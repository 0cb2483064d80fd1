//! Two-signal scoring for bulk duplicate-person detection.

use serde::Serialize;

use crate::faces::vector::cosine_similarity;
use crate::utils::config::ConfidenceBands;

#[derive(Debug, Clone, Copy, PartialEq, Eq, Serialize)]
#[serde(rename_all = "lowercase")]
pub enum ConfidenceTier {
    High,
    Medium,
    Low,
}

pub fn levenshtein(a: &str, b: &str) -> usize {
    let a: Vec<char> = a.chars().collect();
    let b: Vec<char> = b.chars().collect();
    if a.is_empty() {
        return b.len();
    }
    if b.is_empty() {
        return a.len();
    }
    let mut prev: Vec<usize> = (0..=b.len()).collect();
    let mut cur = vec![0usize; b.len() + 1];
    for (i, ca) in a.iter().enumerate() {
        cur[0] = i + 1;
        for (j, cb) in b.iter().enumerate() {
            let cost = usize::from(ca != cb);
            cur[j + 1] = (prev[j + 1] + 1).min(cur[j] + 1).min(prev[j] + cost);
        }
        std::mem::swap(&mut prev, &mut cur);
    }
    prev[b.len()]
}

/// Case-insensitive name similarity; `None` unless both names are present.
pub fn name_similarity(a: Option<&str>, b: Option<&str>) -> Option<f32> {
    let a = a.map(|s| s.trim().to_lowercase()).filter(|s| !s.is_empty())?;
    let b = b.map(|s| s.trim().to_lowercase()).filter(|s| !s.is_empty())?;
    if a == b {
        return Some(1.0);
    }
    if a.contains(&b) || b.contains(&a) {
        return Some(0.8);
    }
    let max_len = a.chars().count().max(b.chars().count());
    Some(1.0 - levenshtein(&a, &b) as f32 / max_len as f32)
}

/// Max pairwise cosine similarity between two face samples.
pub fn face_similarity(a: &[Vec<f32>], b: &[Vec<f32>]) -> Option<f32> {
    if a.is_empty() || b.is_empty() {
        return None;
    }
    let best = a
        .iter()
        .flat_map(|x| b.iter().map(move |y| cosine_similarity(x, y)))
        .fold(f32::NEG_INFINITY, f32::max);
    Some(best)
}

/// Missing signals count as zero.
pub fn classify(name: Option<f32>, face: Option<f32>, bands: &ConfidenceBands) -> ConfidenceTier {
    let n = name.unwrap_or(0.0);
    let f = face.unwrap_or(0.0);
    let best = n.max(f);
    if best >= bands.high_single || (n >= bands.high_both && f >= bands.high_both) {
        ConfidenceTier::High
    } else if best >= bands.medium_single || (n >= bands.medium_both && f >= bands.medium_both) {
        ConfidenceTier::Medium
    } else {
        ConfidenceTier::Low
    }
}

pub fn is_candidate(name: Option<f32>, face: Option<f32>, name_threshold: f32, face_threshold: f32) -> bool {
    name.is_some_and(|n| n >= name_threshold) || face.is_some_and(|f| f >= face_threshold)
}

pub fn combined_score(name: Option<f32>, face: Option<f32>) -> f32 {
    name.unwrap_or(0.0).max(face.unwrap_or(0.0))
}

/// Which of two persons a merge should keep: confirmed first, then more faces, then lower id.
pub fn suggested_target(a: (i64, bool, i64), b: (i64, bool, i64)) -> i64 {
    let key = |(id, confirmed, faces): (i64, bool, i64)| (std::cmp::Reverse(confirmed), std::cmp::Reverse(faces), id);
    if key(a) <= key(b) {
        a.0
    } else {
        b.0
    }
}
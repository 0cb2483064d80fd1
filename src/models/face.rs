use serde::{Deserialize, Serialize};

/// Display-only box in source image pixels.
#[derive(Debug, Clone, Copy, Serialize, Deserialize, PartialEq, Default)]
pub struct BoundingBox {
    pub x: f32,
    pub y: f32,
    pub width: f32,
    pub height: f32,
}

impl BoundingBox {
    /// Builds a box from detector corner coordinates `[x1, y1, x2, y2]`.
    pub fn from_corners(corners: [f32; 4]) -> Self {
        let [x1, y1, x2, y2] = corners;
        Self {
            x: x1.min(x2),
            y: y1.min(y2),
            width: (x2 - x1).abs(),
            height: (y2 - y1).abs(),
        }
    }
}

#[derive(Debug, Clone, Serialize, Deserialize)]
#[serde(rename_all = "camelCase")]
pub struct Face {
    pub id: i64,
    pub photo_id: i64,
    pub person_id: Option<i64>,
    pub bounding_box: BoundingBox,
    pub confidence: f32,
    pub ignored: bool,
    pub has_embedding: bool,
    #[serde(skip)]
    pub embedding: Option<Vec<f32>>,
}

#[derive(Debug, Clone, Serialize, Deserialize)]
#[serde(rename_all = "camelCase")]
pub struct Person {
    pub id: i64,
    pub name: Option<String>,
    pub confirmed: bool,
    pub face_count: i64,
    pub has_prototype: bool,
    pub created_at: i64,
    pub updated_at: i64,
}

#[derive(Debug, Clone, Serialize, Deserialize, PartialEq)]
#[serde(rename_all = "camelCase")]
pub struct PersonRef {
    pub id: i64,
    pub name: Option<String>,
    pub confirmed: bool,
}

#[derive(Debug, Clone, Serialize, Deserialize, PartialEq)]
#[serde(rename_all = "camelCase")]
pub struct PhotoRef {
    pub id: i64,
    pub filename: String,
    pub path: Option<String>,
    pub thumbnail_url: String,
}

impl PhotoRef {
    pub fn thumbnail_url_for(photo_id: i64) -> String {
        format!("/thumb/{photo_id}")
    }
}

/// A search hit decorated for display.
#[derive(Debug, Clone, Serialize, Deserialize)]
#[serde(rename_all = "camelCase")]
pub struct SimilarFace {
    pub id: i64,
    pub bounding_box: BoundingBox,
    pub confidence: f32,
    pub ignored: bool,
    pub photo: Option<PhotoRef>,
    pub person: Option<PersonRef>,
    pub similarity: f32,
}

#[derive(Debug, Clone)]
pub struct NewPhoto {
    pub id: Option<i64>,
    pub filename: String,
    pub path: Option<String>,
    pub width: Option<i64>,
    pub height: Option<i64>,
}

#[derive(Debug, Clone)]
pub struct NewFace {
    pub photo_id: i64,
    pub bounding_box: BoundingBox,
    pub confidence: f32,
    pub embedding: Option<Vec<f32>>,
}
#[derive(Debug, Clone, Default, Serialize)]
#[serde(rename_all = "camelCase")]
pub struct DuplicateStats {
    pub total_persons: usize,
    pub pairs_compared: usize,
    pub candidates: usize,
    pub high: usize,
    pub medium: usize,
    pub low: usize,
    pub name_threshold: f32,
    pub face_threshold: f32,
}

#[derive(Debug, Clone, Serialize)]
#[serde(rename_all = "camelCase")]
pub struct DuplicateReport {
    pub duplicate_groups: Vec<DuplicateGroup>,
    pub stats: DuplicateStats,
}

fn dedup_ids(ids: &[i64]) -> Vec<i64> {
    let mut out = ids.to_vec();
    out.sort_unstable();
    out.dedup();
    out
}

fn require_ids(ids: &[i64], what: &str) -> Result<Vec<i64>> {
    if ids.is_empty() {
        return Err(FaceError::invalid(format!("{what} must not be empty")));
    }
    Ok(dedup_ids(ids))
}

#[derive(Clone)]
pub struct ClusterManager {
    db: Db,
    store: Arc<dyn EmbeddingStore>,
    prototypes: PrototypeEngine,
    settings: SettingsStore,
    config: ClusterSettings,
    stats: Arc<Stats>,
}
# # # # # # #
Task details:
In the entries above, count each line holding "width" and report the total and nothing more.

Task result:
3